Panfish on the Prairie

Panfish on the Prairie

Eastern Montana’s fishing ponds may not draw the tourists that mountain trout rivers do. That’s fine with local anglers, who are happy to have places to catch abundant, tasty fish all to themselves. By Jack Ballard

This story is featured in Montana Outdoors May–June 2015 issue

It’s not what you’d expect to hear from a fisheries manager in a state heralded for its world-class trout streams, where anglers from across the country flock to fish snow-fed rivers for rainbows, browns, and cutthroat. “I’d like our region to lay claim to being the panfish capital of Montana,” says Steve Dalbey, Montana Fish, Wildlife & Parks regional fisheries manager in Glasgow. “We have some of the state’s best fishing for crappie, bluegill, and perch in this region, and we’re proud of that.”
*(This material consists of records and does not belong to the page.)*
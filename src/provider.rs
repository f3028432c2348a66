//! Upstream collaborator traits

use std::sync::Arc;

use crate::Result;
use crate::types::{LapDataOptions, RawLapChunk, RawResult};

/// Authenticated client for the statistics service.
///
/// Implementations own transport and wire format. Errors should use the
/// [`ResultsError`](crate::ResultsError) kinds: throttling responses as
/// `Network` with status 429, everything else transport-related as `Network`.
#[async_trait::async_trait]
pub trait ResultsApi: Send + Sync + 'static {
    /// Fetch the full result document for a sub-session.
    async fn get_result(&self, result_id: u64) -> Result<RawResult>;

    /// Fetch one participant's lap rows for a session block.
    ///
    /// With `options.all_chunks` set, implementations must follow pagination
    /// and return every chunk before resolving.
    async fn get_lap_data(
        &self,
        cust_id: i64,
        result_id: u64,
        simsession_number: i32,
        options: LapDataOptions,
    ) -> Result<Vec<RawLapChunk>>;
}

/// Session and credential collaborator.
///
/// The pipeline calls [`ensure_session`](SessionProvider::ensure_session)
/// once per upstream fetch sequence and never tries to recover its
/// authentication-class failures.
#[async_trait::async_trait]
pub trait SessionProvider: Send + Sync + 'static {
    /// Return a ready client, logging in first if required.
    ///
    /// Returns:
    /// - `Ok(client)` - Authenticated client
    /// - `Err(NotConfigured | LoginFailed | InvalidCredentials | CaptchaRequired)`
    /// - `Err(Network)` - Transport failure while logging in
    async fn ensure_session(&self) -> Result<Arc<dyn ResultsApi>>;
}

/// Session provider wrapping an already-authenticated client.
pub struct StaticSession {
    client: Arc<dyn ResultsApi>,
}

impl StaticSession {
    pub fn new(client: Arc<dyn ResultsApi>) -> Self {
        Self { client }
    }
}

#[async_trait::async_trait]
impl SessionProvider for StaticSession {
    async fn ensure_session(&self) -> Result<Arc<dyn ResultsApi>> {
        Ok(Arc::clone(&self.client))
    }
}
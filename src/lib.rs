//! Race result fetching, normalization and caching.
//!
//! Paddock turns the raw result documents of an online racing statistics
//! service into normalized race results with per-participant lap data, while
//! keeping upstream traffic polite and deduplicated.
//!
//! # Features
//!
//! - **Race session resolution**: picks the race block out of practice,
//!   qualifying and heat sessions with inconsistent naming
//! - **Paced lap fetching**: per-call delay, batch pauses, participant cap and
//!   escalation after throttling
//! - **Deduplication**: one upstream sequence per result, no matter how many
//!   callers ask at once
//! - **Progressive loading**: a coarse result first, then laps participant by
//!   participant
//!
//! # Example
//!
//! ```rust,no_run
//! use std::sync::Arc;
//! use paddock::{
//!     LapDataOptions, PipelineConfig, RawLapChunk, RawResult, ResultService, ResultsApi,
//!     ResultsError, StaticSession,
//! };
//!
//! struct Client;
//!
//! #[async_trait::async_trait]
//! impl ResultsApi for Client {
//!     async fn get_result(&self, _result_id: u64) -> paddock::Result<RawResult> {
//!         Err(ResultsError::network("offline"))
//!     }
//!
//!     async fn get_lap_data(
//!         &self,
//!         _cust_id: i64,
//!         _result_id: u64,
//!         _simsession_number: i32,
//!         _options: LapDataOptions,
//!     ) -> paddock::Result<Vec<RawLapChunk>> {
//!         Ok(Vec::new())
//!     }
//! }
//!
//! #[tokio::main]
//! async fn main() -> paddock::Result<()> {
//!     let session = Arc::new(StaticSession::new(Arc::new(Client)));
//!     let service = ResultService::new(session, PipelineConfig::default())?;
//!
//!     if let Some(result) = service.fetch_result(71_234_567).await? {
//!         println!("P{} at {}", result.finish_position, result.track_name);
//!     }
//!     Ok(())
//! }
//! ```

// Core types and error handling
pub mod config;
mod error;
#[cfg_attr(any(test, feature = "benchmark"), path = "test_utils.rs")]
#[cfg(any(test, feature = "benchmark"))]
pub mod test_utils;
pub mod types;

// Pipeline stages
pub mod aggregator;
pub mod cache;
pub mod limiter;
mod pipeline;
pub mod provider;
pub mod resolver;
pub mod transform;

// Caller-facing API
pub mod progressive;
pub mod service;

pub use error::*;
pub use types::*;

pub use aggregator::{AggregateReport, AggregationObserver, LapAggregator};
pub use cache::{CacheStats, LapCache, ResultPromiseCache};
pub use config::{CacheConfig, PipelineConfig, RateLimitConfig};
pub use limiter::{BackoffPolicy, FetchPlan, RateLimiter};
pub use progressive::{LoadEvent, LoadPhase, ProgressiveStream};
pub use provider::{ResultsApi, SessionProvider, StaticSession};
pub use resolver::{Resolution, ResolveError, resolve_race_session};
pub use service::{FetchOptions, ResultService, ResultServiceBuilder};
pub use transform::{DefaultTransformer, Transformer};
Dalbey’s proclamation underlines the contrast between fishing opportunities in Montana’s two halves. As you cross the state from west to east, trout rivers and streams peter out just as the mountains do. But hundreds of ponds and several major reservoirs dot the rolling prairie landscape east of a line from about Shelby southeast to Broadus. The big waters—Fresno, Nelson, and especially Fort Peck—offer top-notch angling well known to Montanans and a growing number of nonresidents. But few people are aware how essential small ponds are for providing fishing opportunities to local anglers.

“People in eastern Montana like to fish just as much as the people who live in Bozeman and Dillon and Hamilton,” says Dalbey. “But they can’t go out to a Gallatin River, or a Beaverhead, or a Bitterroot. In many cases, these ponds are the only fisheries that small communities have.”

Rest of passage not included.